Maria, sede della Sapienza, sulle cui ginocchia ha dimorato la Sapienza del Padre, ci introduca al suo cospetto e all'ascolto della sua parola.

Traccia omiletica
-   La Scrittura costantemente ci parla della Sapienza. Nell'Antico Testamento, uno dei libri, detti appunto sapienziali, porta questo titolo. Nel libro dei Proverbi, al capitolo 8, ci perdiamo tra la Sapienza creata, quella increata, quella che era prima che tutto fosse, quella che tutto ha creato e quella che regge ogni cosa… perché il testo oscilla continuamente tra quello che è eterno e ciò che è storico (cf Prov 8,22ss).
-   Oggi la liturgia vuol fissare la nostra attenzione sulla Sapienza con la "s" maiuscola, che è Dio stesso, e sull'Incarnazione del Verbo il quale come Figlio, possiede la pienezza della Sapienza perché ha in sé la pienezza dello Spirito: lui, concepito di Spirito Santo. In Cristo la sapienza umana è portata alla sua perfezione perché in lui abita la pienezza della sapienza divina. Nei tratti di Cristo la sapienza risplende in pienezza e i suoi tratti si rilevano dalla qualità dei suoi sentimenti e delle sue azioni. Infatti la Sapienza è "anzitutto pura, poi pacifica, mite, arrendevole, piena di misericordia e di opere buone, senza ingiuste preferenze, senza ipocrisia" (Gc 3,17): tutto questo lo vediamo concretizzato nella vita di Gesù e i Vangeli ce ne danno testimonianza. Attraverso questa pienezza di gesti e sentimenti umani giungiamo alla bellezza ed armonia del sentire di Dio.
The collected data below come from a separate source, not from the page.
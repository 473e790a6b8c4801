use anyhow::Error;

pub const ERROR_MESSAGE_PREFIX: &str = "Failed to establish quantum link. Error: ";
pub const UNKNOWN_ERROR_CAUSE: &str = "An unknown error occurred.";
pub const CANCELLED_CAUSE: &str = "request cancelled before completion";

/// Lifecycle of the current exchange attempt. Exactly one value is active at
/// a time and only the controller mutates it. Valid transitions:
/// `Idle→Loading`, `Loading→Success`, `Loading→Error`, and
/// `Success|Error→Loading` on re-trigger.
#[derive(Debug, Clone, PartialEq)]
pub enum RequestState {
    Idle,
    Loading,
    Success { text: String },
    Error { message: String },
}

impl RequestState {
    pub fn is_loading(&self) -> bool {
        matches!(self, RequestState::Loading)
    }

    pub(crate) fn label(&self) -> &'static str {
        match self {
            RequestState::Idle => "idle",
            RequestState::Loading => "loading",
            RequestState::Success { .. } => "success",
            RequestState::Error { .. } => "error",
        }
    }
}

pub fn format_error_message(err: &Error) -> String {
    let cause = err.to_string();
    if cause.trim().is_empty() {
        format!("{ERROR_MESSAGE_PREFIX}{UNKNOWN_ERROR_CAUSE}")
    } else {
        format!("{ERROR_MESSAGE_PREFIX}{cause}")
    }
}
-   Per noi, eredi della filosofia greca, la sapienza è spesso decifrabile nel "sapere", ma per la Bibbia non è così. È invece quell'esperienza saporosa di Dio, quel fiuto o gusto interiore che ci fa imparare, ci insegna dentro, chi è Dio. Così, può anche capitare che la sapienza di Dio è stoltezza per gli uomini. In questo discorso entra il mistero della croce di Cristo, dove la sapienza di Dio si rivela nella passione e nella morte del Figlio come nel lasciarlo nascere povero in una stalla ed avere per culla una mangiatoia. Nelle parole di Paolo ai Corinzi vediamo come Dio, per la realizzazione del suo disegno di salvezza si serve di elementi inadeguati, secondo una logica umanamente incomprensibile. Per illustrare come l'agire di Dio trascenda l'orizzonte sapienziale umano, evoca l'immagine del Crocifisso: la riduzione all'assurdo di tutte le presunzioni sapienziali umane. La stessa salvezza del popolo dell'antica alleanza, è avvenuta in modo totalmente diverso dalle aspettative umane circa il Messia.
-   Anche Gesù, in quanto uomo, si è affidato alla sapienza infinita del Padre. Qualche volta lo ha anche confessato tra le righe del Vangelo. Pienamente docile allo Spirito, desideroso di compiere in tutto la volontà del Padre si è lasciato guidare attraverso i sentieri della storia. Intuiamo perciò che la Sapienza è lo stesso amore che si fa storia e ci guida per sentieri a volte sconosciuti verso la salvezza. Cristo è "sapienza vera" che introduce alla conoscenza dei disegni di Dio e nel sentiero della vita e a noi chiede di accettare i suoi parametri, forse a volte oscuri per la nostra razionalità, per i nostri schemi. Quali quelli della redenzione operata da Cristo attraverso lo scandalo della croce che ha liberato l'uomo dalla schiavitù del peccato. A noi Dio chiede l'abbandono fiducioso alle sue vie che spesso non sono le nostre. Gesù nel suo avvento ci invita a fidarci della sapienza di Dio, a renderci stolti delle cose del mondo per imparare la saggezza dei piccoli e degli umili, per i quali è preparato il regno dei cieli. Perché non la sapienza, ma la fede salva l'uomo.
-   Ma tutto questo è impossibile raggiungerlo da noi soli. Apriamoci al dono dello Spirito per accogliere nella nostra vita la Sapienza perché, come dice Agostino, "Nessuno ha vera sapienza e intelletto, nessuno si impone con retto consiglio e giusta fortezza, nessuno ha scienza e pietà unite insieme, nessuno teme Dio con casto timore, se non riceve lo spirito di sapienza e d'intelletto, di consiglio e fortezza, lo spirito di scienza, pietà e timore di Dio; nessuno ha vera virtù, carità sincera, continenza scrupolosa se non perché ha spirito di fede, di carità e continenza; così senza lo spirito di fede nessuno avrà fede retta, e senza lo spirito di orazione nessuno pregherà tanto da ottenere salvezza". Come lo Spirito infatti ha dato corpo in Maria alla Sapienza increata, così lo Spirito potrà far abitare in noi Cristo, Sapienza del Padre.